Diet plays a key role in overall health, especially when it comes to risks for heart
disease, stroke and cancer. But there is no simple, objective and inexpensive way for physicians to assess a patient's diet, according to researchers. Now, a Canadian study finds that a simple test to check potassium levels in urine may help doctors assess and improve patients’ eating habits.
Researchers focused on urinary potassium as a potentially useful marker of a healthy diet. Evidence suggests that a diet high in potassium reduces the risk of developing a number of health problems.
The researchers collected urine samples from 220 people, ages 18 to 50, who also provided information about their eating habits over the previous year. The participants' blood pressure, heart rate, weight and height were also checked.

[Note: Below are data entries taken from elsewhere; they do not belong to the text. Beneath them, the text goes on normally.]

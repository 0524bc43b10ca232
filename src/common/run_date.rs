//! Converts the compact run date written by the instrument into a calendar date.

use chrono::NaiveDate;

use crate::error::{Error, Result};


/// Parse a `YYMMDD` or `YYYYMMDD` run date. Two-digit years are taken to be
/// in the 2000s. The result displays as `YYYY-MM-DD`.
pub fn parse_run_date(raw: &str) -> Result<NaiveDate> {
    let invalid = || Error::InvalidDate(raw.to_owned());

    if !raw.bytes().all(|b| b.is_ascii_digit()) {
        return Err(invalid());
    }

    let iso = match raw.len() {
        6 => format!("20{}-{}-{}", &raw[0..2], &raw[2..4], &raw[4..6]),
        8 => format!("{}-{}-{}", &raw[0..4], &raw[4..6], &raw[6..8]),
        _ => return Err(invalid()),
    };

    NaiveDate::parse_from_str(&iso, "%Y-%m-%d").map_err(|_| invalid())
}
use axum::{
    Json,
    http::StatusCode,
    response::{IntoResponse, Response},
};

use super::{ErrorCode, ErrorResponse};

/// Handler for 404 Not Found errors.
///
/// Used as the router-wide fallback handler.
pub async fn not_found() -> Response {
    let body = Json(ErrorResponse {
        code: ErrorCode::NotFound.code(),
        error: ErrorCode::NotFound.as_str().to_string(),
        message: "The requested resource was not found".to_string(),
        details: None,
    });

    (StatusCode::NOT_FOUND, body).into_response()
}
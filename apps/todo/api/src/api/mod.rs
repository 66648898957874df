use axum::Router;

pub mod health;
pub mod projects;

/// Creates the API routes without the `/api` prefix.
/// The `/api` prefix will be added by the `create_router` helper.
///
/// This function takes a reference to AppState and initializes all services.
/// Returns a stateless Router (all sub-routers have state already applied).
pub fn routes(state: &crate::state::AppState) -> Router {
    Router::new().nest("/projects", projects::router(state))
}

/// Creates a router with the /ready endpoint that performs actual health checks.
///
/// This router has state applied and can be merged with the stateless app
/// router from `create_router`. The /ready endpoint checks the database
/// connection.
pub fn ready_router(state: crate::state::AppState) -> Router {
    use axum::routing::get;

    Router::new()
        .route("/ready", get(health::ready_handler))
        .with_state(state)
}
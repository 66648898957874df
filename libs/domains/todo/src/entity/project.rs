use sea_orm::ActiveValue::Set;
use sea_orm::entity::prelude::*;
use serde::{Deserialize, Serialize};

/// SeaORM Entity for the projects table
#[derive(Clone, Debug, PartialEq, DeriveEntityModel, Serialize, Deserialize)]
#[sea_orm(table_name = "projects")]
pub struct Model {
    #[sea_orm(primary_key, auto_increment = false)]
    pub id: Uuid,
    #[sea_orm(unique)]
    pub name: String,
    pub description: Option<String>,
    pub created_at: DateTimeWithTimeZone,
}

#[derive(Copy, Clone, Debug, EnumIter, DeriveRelation)]
pub enum Relation {
    #[sea_orm(has_many = "super::task::Entity")]
    Task,
}

impl Related<super::task::Entity> for Entity {
    fn to() -> RelationDef {
        Relation::Task.def()
    }
}

impl ActiveModelBehavior for ActiveModel {}

// Conversion from SeaORM Model to domain Project
impl From<Model> for crate::models::Project {
    fn from(model: Model) -> Self {
        Self {
            id: model.id,
            name: model.name,
            description: model.description,
            created_at: model.created_at.into(),
        }
    }
}

// Conversion from domain CreateProject to SeaORM ActiveModel
impl From<crate::models::CreateProject> for ActiveModel {
    fn from(input: crate::models::CreateProject) -> Self {
        ActiveModel {
            id: Set(Uuid::now_v7()),
            name: Set(input.name),
            description: Set(input.description),
            created_at: Set(chrono::Utc::now().into()),
        }
    }
}

// Conversion from domain Project back to a fully-set ActiveModel (updates)
impl From<crate::models::Project> for ActiveModel {
    fn from(project: crate::models::Project) -> Self {
        ActiveModel {
            id: Set(project.id),
            name: Set(project.name),
            description: Set(project.description),
            created_at: Set(project.created_at.into()),
        }
    }
}
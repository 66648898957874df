use crate::{env_or_default, ConfigError, FromEnv};

/// Business-rule ceilings for the todo services.
///
/// Read once at startup and injected into the service constructors; the
/// services never consult the environment themselves.
#[derive(Clone, Copy, Debug)]
pub struct LimitsConfig {
    /// Maximum number of projects that may exist at once
    pub max_projects: usize,
    /// Maximum number of tasks per project
    pub max_tasks: usize,
}

impl FromEnv for LimitsConfig {
    /// Reads from environment variables with sensible defaults:
    /// - MAX_PROJECTS: defaults to 10
    /// - MAX_TASKS: defaults to 100 (per project)
    fn from_env() -> Result<Self, ConfigError> {
        let max_projects = env_or_default("MAX_PROJECTS", "10").parse().map_err(|e| {
            ConfigError::ParseError {
                key: "MAX_PROJECTS".to_string(),
                details: format!("{}", e),
            }
        })?;

        let max_tasks = env_or_default("MAX_TASKS", "100").parse().map_err(|e| {
            ConfigError::ParseError {
                key: "MAX_TASKS".to_string(),
                details: format!("{}", e),
            }
        })?;

        Ok(Self {
            max_projects,
            max_tasks,
        })
    }
}

impl Default for LimitsConfig {
    fn default() -> Self {
        Self {
            max_projects: 10,
            max_tasks: 100,
        }
    }
}

#[cfg(test)]
mod tests {
    use super::*;

    #[test]
    fn test_limits_config_defaults() {
        temp_env::with_vars(
            [("MAX_PROJECTS", None::<&str>), ("MAX_TASKS", None::<&str>)],
            || {
                let config = LimitsConfig::from_env().unwrap();
                assert_eq!(config.max_projects, 10);
                assert_eq!(config.max_tasks, 100);
            },
        );
    }

    #[test]
    fn test_limits_config_custom_values() {
        temp_env::with_vars(
            [("MAX_PROJECTS", Some("3")), ("MAX_TASKS", Some("25"))],
            || {
                let config = LimitsConfig::from_env().unwrap();
                assert_eq!(config.max_projects, 3);
                assert_eq!(config.max_tasks, 25);
            },
        );
    }

    #[test]
    fn test_limits_config_invalid_value() {
        temp_env::with_var("MAX_PROJECTS", Some("lots"), || {
            let result = LimitsConfig::from_env();
            assert!(result.is_err());
            let err = result.unwrap_err();
            assert!(err.to_string().contains("MAX_PROJECTS"));
        });
    }
}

The study found a link between increased levels of potassium in the urine, a healthier diet, and lower weight, blood pressure and heart rate.
"These findings suggest, for the first time, that the amount of potassium in the urine is a valid, objective indicator of diet quality," said researcher Dr. Andrew Mente, of the Prosserman Center for Health Research in Toronto.
This urinary marker is a simple, objective, universally available measure of diet quality that may aid physicians in providing effective dietary counseling. Physicians can now establish targets for therapy, monitor the effectiveness of dietary interventions over time, and provide effective dietary counseling to patients at risk because of poor food choices," Mente said.